DESCRIPTION (provided by applicant): Epileptic seizures are a common disease that afflicts over 2.5 million Americans. These seizures can sometimes be prevented with pharmaceutical treatment; however, over 25% of epilepsy patients cannot be helped by antiepileptic drugs. For these patients in whom seizures are sufficiently severe, the only remaining option is surgical removal of brain tissue which can sometimes result in severe neurological deficits. The ultimate goal of the research described in this proposal is to develop a less invasive and potentially far less damaging alternative to surgery for drug-refractory epilepsy patients. The overall objective is to engineer a device similar in concept to an implantable cardiac defribrillator in that it would detect the earliest stages of a seizure and prevent or revert it using electrical stimulation. This research requires exploration in diverse but related fields such as nonlinear chaos theory and computer programming as well as expertise in experimental biology. Experiments will be focused on the hippocampus, a region of the brain that is a frequent foci for generation of epileptiform electical activity. Continuing experiments will perform nonlinear mathematical analysis followed by testing of control algorithms on rat hippocampal slices which can be induced to produce spontaneous discharges analogous to epileptic behavior seen in whole animals.
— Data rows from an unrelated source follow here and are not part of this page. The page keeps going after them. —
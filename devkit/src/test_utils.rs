/*!
Test harness wiring the kernel pipeline to a scripted source.

Two ways to drive it:
- step by step with `poll` / `drain`, fully deterministic;
- `spawn` the real polling loop and wait on snapshot sequences.
*/

use crate::frame_builder::FrameBuilder;
use crate::serial_stub::ScriptedSource;
use anyhow::Result;
use std::sync::Arc;
use std::time::Duration;
use tokio::task::JoinHandle;
use tokio_util::sync::CancellationToken;
use tracker_kernel::view::{snapshot_view, RowView};
use tracker_kernel::{
    FrameDecoder, HealthTracker, PollOutcome, PollingDriver, SharedAggregator, Snapshot,
    StatusAggregator,
};

pub struct TestHarness {
    pub source: ScriptedSource,
    pub aggregator: SharedAggregator,
    pub health: HealthTracker,
    driver: PollingDriver<ScriptedSource>,
}

impl TestHarness {
    pub fn new() -> Self {
        Self::with_decoder(FrameDecoder::new())
    }

    pub fn with_decoder(decoder: FrameDecoder) -> Self {
        tracing_subscriber::fmt().with_test_writer().try_init().ok();

        let source = ScriptedSource::new();
        let aggregator = StatusAggregator::shared();
        let health = HealthTracker::new();
        let driver = PollingDriver::new(source.clone(), aggregator.clone(), health.clone())
            .with_decoder(decoder);

        Self {
            source,
            aggregator,
            health,
            driver,
        }
    }

    pub fn send_line(&self, line: &str) {
        self.source.push_line(line);
    }

    pub fn send_frame(&self, frame: &FrameBuilder) {
        self.source.push_line(&frame.to_line());
    }

    pub fn poll(&mut self) -> PollOutcome {
        self.driver.poll_once()
    }

    /// Polls until the source reports nothing left. Bounded so a bad script cannot hang.
    pub fn drain(&mut self) -> Vec<PollOutcome> {
        let mut outcomes = Vec::new();
        for _ in 0..1_000 {
            match self.driver.poll_once() {
                PollOutcome::Idle => break,
                other => outcomes.push(other),
            }
        }
        outcomes
    }

    pub fn snapshot(&self) -> Arc<Snapshot> {
        self.aggregator.current()
    }

    pub fn rows(&self) -> Vec<RowView> {
        snapshot_view(&self.snapshot()).rows
    }

    /// Compares `(node, elapsed)` of every row, in order.
    pub fn assert_rows(&self, expected: &[(&str, &str)]) -> Result<()> {
        let actual: Vec<(String, String)> = self
            .rows()
            .into_iter()
            .map(|r| (r.node, r.elapsed))
            .collect();
        let expected: Vec<(String, String)> = expected
            .iter()
            .map(|(n, e)| (n.to_string(), e.to_string()))
            .collect();

        if actual != expected {
            anyhow::bail!("rows mismatch: expected {:?}, got {:?}", expected, actual);
        }
        Ok(())
    }

    /// Hands the driver to the real polling loop.
    pub fn spawn(self, poll_interval: Duration) -> RunningHarness {
        let shutdown = CancellationToken::new();
        let handle = tokio::spawn(
            self.driver
                .with_poll_interval(poll_interval)
                .run(shutdown.clone()),
        );

        RunningHarness {
            source: self.source,
            aggregator: self.aggregator,
            health: self.health,
            shutdown,
            handle,
        }
    }
}

impl Default for TestHarness {
    fn default() -> Self {
        Self::new()
    }
}

pub struct RunningHarness {
    pub source: ScriptedSource,
    pub aggregator: SharedAggregator,
    pub health: HealthTracker,
    shutdown: CancellationToken,
    handle: JoinHandle<()>,
}

impl RunningHarness {
    /// Waits until the snapshot sequence reaches `sequence`.
    pub async fn wait_for_sequence(&self, sequence: u64, timeout_ms: u64) -> Result<Arc<Snapshot>> {
        let wait = async {
            loop {
                let snapshot = self.aggregator.current();
                if snapshot.sequence >= sequence {
                    return snapshot;
                }
                tokio::time::sleep(Duration::from_millis(5)).await;
            }
        };

        tokio::time::timeout(Duration::from_millis(timeout_ms), wait)
            .await
            .map_err(|_| {
                anyhow::anyhow!(
                    "timed out waiting for snapshot #{sequence} (at #{})",
                    self.aggregator.sequence()
                )
            })
    }

    /// Waits until the source buffer has been fully consumed.
    pub async fn wait_until_drained(&self, timeout_ms: u64) -> Result<()> {
        let wait = async {
            while self.source.pending_bytes() > 0 {
                tokio::time::sleep(Duration::from_millis(5)).await;
            }
        };
        tokio::time::timeout(Duration::from_millis(timeout_ms), wait)
            .await
            .map_err(|_| anyhow::anyhow!("source still holds {} bytes", self.source.pending_bytes()))
    }

    /// Cancels the loop and waits for it to return.
    pub async fn shutdown(self) -> Result<ScriptedSource> {
        self.shutdown.cancel();
        self.handle.await?;
        Ok(self.source)
    }
}
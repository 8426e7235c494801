//! Display strings for snapshot rows, plus the optional console table.

use crate::aggregator::SharedAggregator;
use crate::models::{NodeStatus, Snapshot, NO_DATA};
use comfy_table::{presets::UTF8_FULL, Cell, Color, Table};
use serde::Serialize;
use std::time::Duration;
use time::format_description::well_known::Rfc3339;
use tokio::task::JoinHandle;
use tokio_util::sync::CancellationToken;

#[derive(Debug, Clone, PartialEq, Serialize)]
pub struct RowView {
    pub row: usize,
    pub node: String,
    pub elapsed: String,
    pub alarm: bool,
    pub distance: String,
    pub status: String,
}

#[derive(Debug, Clone, Serialize)]
pub struct SnapshotView {
    pub sequence: u64,
    pub received_at: Option<String>, // RFC3339
    pub rows: Vec<RowView>,
}

pub fn row_view(row: usize, entry: &NodeStatus) -> RowView {
    RowView {
        row,
        node: entry
            .node_id
            .as_ref()
            .map_or_else(|| NO_DATA.to_string(), ToString::to_string),
        elapsed: entry
            .time_since_last_message
            .map_or_else(|| NO_DATA.to_string(), |ms| format!("{ms} ms")),
        alarm: entry.alarm,
        distance: entry.distance.map(format_distance).unwrap_or_default(),
        status: entry.status.clone().unwrap_or_default(),
    }
}

/// Whole-number readings keep their decimal point, as the gateway sends them.
fn format_distance(d: f64) -> String {
    if d.fract() == 0.0 && d.abs() < 1e15 {
        format!("{d:.1}")
    } else {
        d.to_string()
    }
}

pub fn snapshot_view(snapshot: &Snapshot) -> SnapshotView {
    SnapshotView {
        sequence: snapshot.sequence,
        received_at: snapshot
            .received_at
            .and_then(|t| t.format(&Rfc3339).ok()),
        rows: snapshot
            .batch
            .rows()
            .map(|(row, entry)| row_view(row, entry))
            .collect(),
    }
}

pub fn render_table(snapshot: &Snapshot) -> Table {
    let mut table = Table::new();
    table
        .load_preset(UTF8_FULL)
        .set_header(vec!["#", "Node", "Time", "Alarm", "Distance", "Status"]);

    for (row, entry) in snapshot.batch.rows() {
        let v = row_view(row, entry);
        let alarm = if v.alarm {
            Cell::new("true").fg(Color::Red)
        } else {
            Cell::new("false")
        };
        table.add_row(vec![
            Cell::new(v.row),
            Cell::new(v.node),
            Cell::new(v.elapsed),
            alarm,
            Cell::new(v.distance),
            Cell::new(v.status),
        ]);
    }
    table
}

/// Renders the table only when the snapshot moved past `seen`.
fn refresh_table(seen: &mut u64, snapshot: &Snapshot) -> Option<Table> {
    if snapshot.sequence == *seen {
        return None;
    }
    *seen = snapshot.sequence;
    Some(render_table(snapshot))
}

/// Reprints the whole table whenever the snapshot sequence moves. Checks every `every`.
pub fn spawn_console_table(
    aggregator: SharedAggregator,
    every: Duration,
    shutdown: CancellationToken,
) -> JoinHandle<()> {
    tokio::spawn(async move {
        let mut seen = 0;
        let mut interval = tokio::time::interval(every);
        loop {
            tokio::select! {
                _ = shutdown.cancelled() => break,
                _ = interval.tick() => {
                    if let Some(table) = refresh_table(&mut seen, &aggregator.current()) {
                        println!("{table}");
                    }
                }
            }
        }
    })
}

#[cfg(test)]
mod tests {
    use super::*;
    use crate::aggregator::StatusAggregator;
    use crate::decoder::decode_frame;
    use crate::models::StatusBatch;

    fn snapshot_of(line: &str) -> Snapshot {
        Snapshot {
            sequence: 1,
            received_at: None,
            batch: decode_frame(line.as_bytes()).unwrap().unwrap(),
        }
    }

    #[test]
    fn test_alarm_row() {
        let snap = snapshot_of(r#"{"lastMessageTimes":[{"node":"N1","timeSinceLastMessage":120,"alarm":true}]}"#);
        let view = snapshot_view(&snap);
        assert_eq!(
            view.rows,
            vec![RowView {
                row: 1,
                node: "N1".into(),
                elapsed: "120 ms".into(),
                alarm: true,
                distance: String::new(),
                status: String::new(),
            }]
        );
    }

    #[test]
    fn test_distance_status_row() {
        let snap = snapshot_of(r#"{"lastMessageTimes":[{"node":"N1","timeSinceLastMessage":50,"distance":3.2,"status":"ok"}]}"#);
        let row = &snapshot_view(&snap).rows[0];
        assert_eq!(row.distance, "3.2");
        assert_eq!(row.status, "ok");
        assert!(!row.alarm);
    }

    #[test]
    fn test_missing_required_fields_render_no_data() {
        let v = row_view(3, &NodeStatus::no_data());
        assert_eq!(v.row, 3);
        assert_eq!(v.node, NO_DATA);
        assert_eq!(v.elapsed, NO_DATA);
    }

    #[test]
    fn test_table_has_one_line_per_row() {
        let snap = snapshot_of(
            r#"{"lastMessageTimes":[{"node":"alpha","timeSinceLastMessage":1},{"node":"bravo","timeSinceLastMessage":2}]}"#,
        );
        let rendered = render_table(&snap).to_string();
        assert!(rendered.contains("1 ms"));
        assert!(rendered.contains("2 ms"));
        assert!(rendered.find("alpha").unwrap() < rendered.find("bravo").unwrap());
    }

    #[test]
    fn test_whole_distance_keeps_decimal_point() {
        let snap = snapshot_of(
            r#"{"lastMessageTimes":[{"node":"N1","timeSinceLastMessage":1,"distance":9.0},{"node":"N2","timeSinceLastMessage":1,"distance":12}]}"#,
        );
        let view = snapshot_view(&snap);
        assert_eq!(view.rows[0].distance, "9.0");
        assert_eq!(view.rows[1].distance, "12.0");
    }

    #[test]
    fn test_table_refreshes_only_on_new_sequence() {
        let aggregator = StatusAggregator::shared();
        let mut seen = 0;
        assert!(refresh_table(&mut seen, &aggregator.current()).is_none());

        aggregator.accept(decode_frame(br#"{"lastMessageTimes":[{"node":"alpha","timeSinceLastMessage":1}]}"#).unwrap().unwrap());
        let table = refresh_table(&mut seen, &aggregator.current()).unwrap();
        assert!(table.to_string().contains("alpha"));
        assert_eq!(seen, 1);
        assert!(refresh_table(&mut seen, &aggregator.current()).is_none());

        aggregator.accept(StatusBatch::default());
        assert!(refresh_table(&mut seen, &aggregator.current()).is_some());
        assert_eq!(seen, 2);
    }

    #[tokio::test]
    async fn test_console_table_stops_on_cancel() {
        let token = CancellationToken::new();
        let handle = spawn_console_table(
            StatusAggregator::shared(),
            Duration::from_millis(10),
            token.clone(),
        );
        tokio::time::sleep(Duration::from_millis(30)).await;
        token.cancel();
        tokio::time::timeout(Duration::from_secs(1), handle)
            .await
            .unwrap()
            .unwrap();
    }

    #[test]
    fn test_empty_snapshot_view() {
        let view = snapshot_view(&Snapshot {
            batch: StatusBatch::default(),
            ..Snapshot::default()
        });
        assert_eq!(view.sequence, 0);
        assert!(view.rows.is_empty());
        assert!(view.received_at.is_none());
    }
}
Electrical stimulation will be applied via an electrode according to control algorithms to revert the bursting. Because neuronal dynamics in a network can be quite complex, techniques of both control and anti-control will be researched. Recent advances in understanding and controlling chaotic systems have provided an invaluable opportunity to apply these principles toward manipulation of pathological electrical activity in the brain. It would ultimately permit the ability to prevent or revert seizures in the brain which would have enormous benefits to public health as well as overall cost savings to society.
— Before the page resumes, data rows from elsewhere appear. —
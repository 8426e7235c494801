use serde::Serialize;
use std::fmt;
use time::OffsetDateTime;

/// Rendered in place of a required field the sender left out.
pub const NO_DATA: &str = "no data";

/// Node identifier as sent by the gateway: usually a string, sometimes a bare integer.
#[derive(Debug, Clone, PartialEq, Serialize)]
#[serde(untagged)]
pub enum NodeId {
    Text(String),
    Number(serde_json::Number),
}

impl fmt::Display for NodeId {
    fn fmt(&self, f: &mut fmt::Formatter<'_>) -> fmt::Result {
        match self {
            NodeId::Text(s) => f.write_str(s),
            NodeId::Number(n) => write!(f, "{n}"),
        }
    }
}

/// Last known status of one field node, as of the frame it was decoded from.
///
/// `None` on `node_id` / `time_since_last_message` is the "no data" sentinel: the
/// entry was kept, the sender just did not fill the field in.
#[derive(Debug, Clone, PartialEq, Serialize)]
pub struct NodeStatus {
    pub node_id: Option<NodeId>,
    pub time_since_last_message: Option<u64>,
    pub alarm: bool,
    pub distance: Option<f64>,
    pub status: Option<String>,
}

impl NodeStatus {
    /// Entry with every field at its fallback value.
    pub fn no_data() -> Self {
        Self {
            node_id: None,
            time_since_last_message: None,
            alarm: false,
            distance: None,
            status: None,
        }
    }
}

/// Decoded content of one frame. Position in `entries` is the display row, not `node_id`.
#[derive(Debug, Clone, Default, PartialEq, Serialize)]
pub struct StatusBatch {
    entries: Vec<NodeStatus>,
}

impl StatusBatch {
    pub fn new(entries: Vec<NodeStatus>) -> Self {
        Self { entries }
    }

    pub fn len(&self) -> usize {
        self.entries.len()
    }

    pub fn is_empty(&self) -> bool {
        self.entries.is_empty()
    }

    pub fn entries(&self) -> &[NodeStatus] {
        &self.entries
    }

    /// Row lookup, 1-based like the display.
    pub fn row(&self, row: usize) -> Option<&NodeStatus> {
        row.checked_sub(1).and_then(|i| self.entries.get(i))
    }

    /// `(row, entry)` pairs in source order, rows starting at 1.
    pub fn rows(&self) -> impl Iterator<Item = (usize, &NodeStatus)> {
        self.entries.iter().enumerate().map(|(i, e)| (i + 1, e))
    }
}

impl FromIterator<NodeStatus> for StatusBatch {
    fn from_iter<I: IntoIterator<Item = NodeStatus>>(iter: I) -> Self {
        Self::new(iter.into_iter().collect())
    }
}

/// What readers see: the last accepted batch, whole.
///
/// `sequence` is 0 before the first accept and bumps by one on every accept, so a
/// renderer can tell "nothing changed" without comparing rows.
#[derive(Debug, Clone, Default, PartialEq)]
pub struct Snapshot {
    pub sequence: u64,
    pub received_at: Option<OffsetDateTime>,
    pub batch: StatusBatch,
}

impl Snapshot {
    pub fn is_empty(&self) -> bool {
        self.sequence == 0
    }
}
描述（由申请人提供）：癫痫发作是一种常见疾病，遭受超过250万美国人的影响。这些癫痫发作有时可以通过药物治疗来预防。但是，超过25％的癫痫患者无法通过抗癫痫药帮助。对于这些癫痫发作足够严重的患者，唯一剩下的选择是外科手术去除脑组织，这有时会导致严重的神经系统缺陷。该提案中描述的研究的最终目的是为药物 - 性饮食性癫痫患者提供一种侵入性较小的替代替代替代手术的替代方案。总体目的是设计一种与可植入的心脏裂开器相似的设备，因为它将检测到癫痫发作的最早阶段，并使用电刺激预防或恢复它。这项研究需要在不同但相关领域的探索，例如非线性混乱理论和计算机编程以及实验生物学专业知识。实验将集中于海马，这是大脑的一个区域，这是用于产生癫痫样的选举活动的焦点。持续实验将进行非线性数学分析，然后在大鼠海马切片上测试对照算法，这些切片可引起产生与整个动物中癫痫行为相似的自发放电。根据对照算法，将通过电极应用电刺激以恢复爆裂。由于网络中的神经元动力学可能非常复杂，因此将研究控制和抗控制的技术。理解和控制混乱系统的最新进展为将这些原则应用于操纵大脑中的病理电活动提供了宝贵的机会。它最终将允许预防或恢复大脑中的癫痫发作，这将为公共卫生带来巨大的利益，并为社会节省总体成本。